From an Islamic perspective art consists in fashioning objects in a manner conformable to their nature, for that nature has a virtual content of beauty, since it comes from God; all one has to do is release that beauty in order to make it apparent.

According to the most general Islamic conception, art is no more than a method of ennobling matter.

And since there is no better action than the remembrance of God, according to the sayings of the Prophet (pbuh), a craft can be good only to the degree to which it aids in this remembrance, directly or indirectly.

Just as knowledge of Qur'an and hadith, according to traditional Islamic teaching, needs to be passed down through an unbroken golden chain from teacher to student leading back to the Prophet Muhammad (pbuh).

Similarly this wisdom and baraka (spiritual blessing) is recognised and permeates many aspects of the conscientious Muslim's life even in the domain of craftsmanship.

The following account is found in Titus Burckhardt's book "Fez: City of Islam"

"I knew a comb-maker who worked in the street of his guild, called Abd al-Aziz (slave of the Almighty).

One day he complained to me that the importation of plastic combs was diminishing his business: 'It is not only a pity that today, solely on account of price, poor quality combs from a factory are being preferred to much more durable horn combs,' he said; 'it is also senseless that people should stand by a machine and mindlessly repeat the same movement, while an old craft like mine falls into oblivion.

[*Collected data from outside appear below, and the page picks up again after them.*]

//! End-to-end identification: writes real gzip/tar bytes to disk, opens
//! them through the resolver as plain OS files, and checks the analyzer
//! recovers the expected type indicator from the live file object.

use std::io::Write;

use flate2::write::GzEncoder;
use flate2::Compression;

use vrs::analyzer::Analyzer;
use vrs::definitions::TypeIndicator;
use vrs::path::PathSpec;
use vrs::resolver::Context;

#[test]
fn identifies_a_real_gzip_file_on_disk() {
    let dir = tempfile::tempdir().unwrap();
    let path = dir.path().join("log.gz");
    let mut encoder = GzEncoder::new(std::fs::File::create(&path).unwrap(), Compression::default());
    encoder.write_all(b"plenty of repeated bytes to survive compression headroom").unwrap();
    encoder.finish().unwrap();

    let resolver = vrs::default_resolver();
    let analyzer = Analyzer::with_defaults();
    let context = Context::new();
    let os = PathSpec::new(TypeIndicator::Os, None, [("location", path.to_string_lossy().into_owned().into())]).unwrap();

    let object = resolver.open_file_object(&os, &context).unwrap();
    let matches = analyzer.analyze(&mut *object.lock().unwrap()).unwrap();
    assert_eq!(matches, vec![TypeIndicator::Gzip]);
}

#[test]
fn identifies_a_real_tar_file_on_disk() {
    let dir = tempfile::tempdir().unwrap();
    let path = dir.path().join("bundle.tar");
    let file = std::fs::File::create(&path).unwrap();
    let mut builder = tar::Builder::new(file);
    let mut header = tar::Header::new_gnu();
    header.set_path("a.txt").unwrap();
    header.set_size(1);
    header.set_cksum();
    builder.append(&header, &b"x"[..]).unwrap();
    builder.finish().unwrap();

    let resolver = vrs::default_resolver();
    let analyzer = Analyzer::with_defaults();
    let context = Context::new();
    let os = PathSpec::new(TypeIndicator::Os, None, [("location", path.to_string_lossy().into_owned().into())]).unwrap();

    let object = resolver.open_file_object(&os, &context).unwrap();
    let matches = analyzer.analyze(&mut *object.lock().unwrap()).unwrap();
    assert_eq!(matches, vec![TypeIndicator::Tar]);
}

#[test]
fn a_plain_text_file_yields_no_matches() {
    let dir = tempfile::tempdir().unwrap();
    let path = dir.path().join("notes.txt");
    std::fs::write(&path, b"just some notes, nothing binary here").unwrap();

    let resolver = vrs::default_resolver();
    let analyzer = Analyzer::with_defaults();
    let context = Context::new();
    let os = PathSpec::new(TypeIndicator::Os, None, [("location", path.to_string_lossy().into_owned().into())]).unwrap();

    let object = resolver.open_file_object(&os, &context).unwrap();
    let matches = analyzer.analyze(&mut *object.lock().unwrap()).unwrap();
    assert!(matches.is_empty());
}
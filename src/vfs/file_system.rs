//! File systems (spec.md component H).
//!
//! Grounded on `dfvfs/vfs/file_system.py`: owns the open/close lifecycle
//! against a single backing [`FileLikeObject`], and turns path
//! specifications into [`FileEntry`] objects. Volume systems (component
//! I — TSK_PARTITION/GPT/APM/LVM) implement the same trait: their
//! "location" is a synthetic `/p1`-style path keyed by volume index
//! rather than an on-disk directory path, but lookup, root, and the
//! open/close contract are identical, so there is no separate trait for
//! them (spec.md §5.3 groups both under "file system-like back ends").

use std::sync::Arc;

use crate::error::Error;
use crate::path::PathSpec;

use super::entry::FileEntry;

/// A mounted back end: the live, resource-holding counterpart to a
/// resolver helper's `new_file_system`. One instance is opened per
/// distinct path spec the resolver context caches (spec.md §7.1).
pub trait FileSystem: Send + Sync {
    /// The path spec this file system was opened against (the node whose
    /// type indicator the resolver dispatched on to construct it).
    fn path_spec(&self) -> &PathSpec;

    /// Releases any resources held open against the parent back end.
    /// Called at most once by the resolver context when the last
    /// reference is dropped (spec.md §7.2); implementations should treat
    /// a second call as a no-op rather than erroring.
    fn close(&mut self) -> Result<(), Error> {
        Ok(())
    }

    fn root_file_entry(&self) -> Result<Arc<dyn FileEntry>, Error>;

    /// Resolves `path_spec` (a descendant of this file system's own path
    /// spec, one level deeper) to a file entry, or `None` if no such
    /// entry exists.
    fn get_file_entry_by_path_spec(&self, path_spec: &PathSpec) -> Result<Option<Arc<dyn FileEntry>>, Error>;

    fn file_entry_exists_by_path_spec(&self, path_spec: &PathSpec) -> Result<bool, Error> {
        Ok(self.get_file_entry_by_path_spec(path_spec)?.is_some())
    }

    /// The root location string for this back end's path spec attribute
    /// (almost always `"/"`; present as a method because a handful of
    /// formats, like the sqlite blob driver, don't use slash-separated
    /// locations at all).
    fn location_root(&self) -> &str {
        "/"
    }
}

/// Splits `location` into its path segments using `/` as the separator,
/// dropping empty segments produced by a leading, trailing, or doubled
/// slash. Shared by every file-system-like back end whose locations are
/// POSIX-style paths (spec.md §5.1 "path segments").
pub fn split_path_segments(location: &str) -> Vec<&str> {
    location.split('/').filter(|segment| !segment.is_empty()).collect()
}

/// Joins path segments back into a canonical `/`-rooted location.
pub fn join_path_segments(segments: &[&str]) -> String {
    let mut joined = String::from("/");
    joined.push_str(&segments.join("/"));
    joined
}

/// The last path segment of `location` (spec.md §4.4 "basename"), or an
/// empty string for the root.
pub fn basename(location: &str) -> &str {
    split_path_segments(location).last().copied().unwrap_or("")
}

/// `location` with its last path segment removed (spec.md §4.4
/// "dirname"), rooted at `/`.
pub fn dirname(location: &str) -> String {
    let segments = split_path_segments(location);
    if segments.len() <= 1 {
        "/".to_string()
    } else {
        join_path_segments(&segments[..segments.len() - 1])
    }
}

/// Splits `candidate` into the path segment immediately below `base` and
/// whatever comes after it, or `None` if `candidate` doesn't fall
/// strictly under `base` (spec.md §4.4 `get_path_segment_and_suffix`).
/// E.g. base `/dir`, candidate `/dir/sub/leaf.txt` yields
/// `("sub", "leaf.txt")` — the building block for synthesizing
/// intermediate directory entries a container's flat member list omits
/// (see `drivers::archive_common::index_members`).
pub fn get_path_segment_and_suffix(base: &str, candidate: &str) -> Option<(String, String)> {
    let base_segments = split_path_segments(base);
    let candidate_segments = split_path_segments(candidate);
    if candidate_segments.len() <= base_segments.len() || candidate_segments[..base_segments.len()] != base_segments[..] {
        return None;
    }
    let first_segment = candidate_segments[base_segments.len()].to_string();
    let remainder = candidate_segments[base_segments.len() + 1..].join("/");
    Some((first_segment, remainder))
}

My work may seem crude to you; but it harbours a subtle meaning which cannot be explained in words. I myself acquired it only after many long years, and even if I wanted to, I could not automatically pass it on to my son, if he himself did not wish to acquire it - and I think he would rather take up another occupation.

This craft can be traced back from apprentice to master until one reaches our Lord Seth, the son of Adam. It was he who first taught it to man, and what a Prophet brings-for Seth was a Prophet-must clearly have a special purpose-both outwardly and inwardly. I gradually came to understand that there is nothing fortuitous about this craft, that each movement and each procedure is a bearer of an element of wisdom. But not everyone can understand this. But even if one does not know this, it is still stupid and reprehensible to rob men of the inheritance of Prophets, and to put them in front of a machine where, day in and day out, they must perform a meaningless task."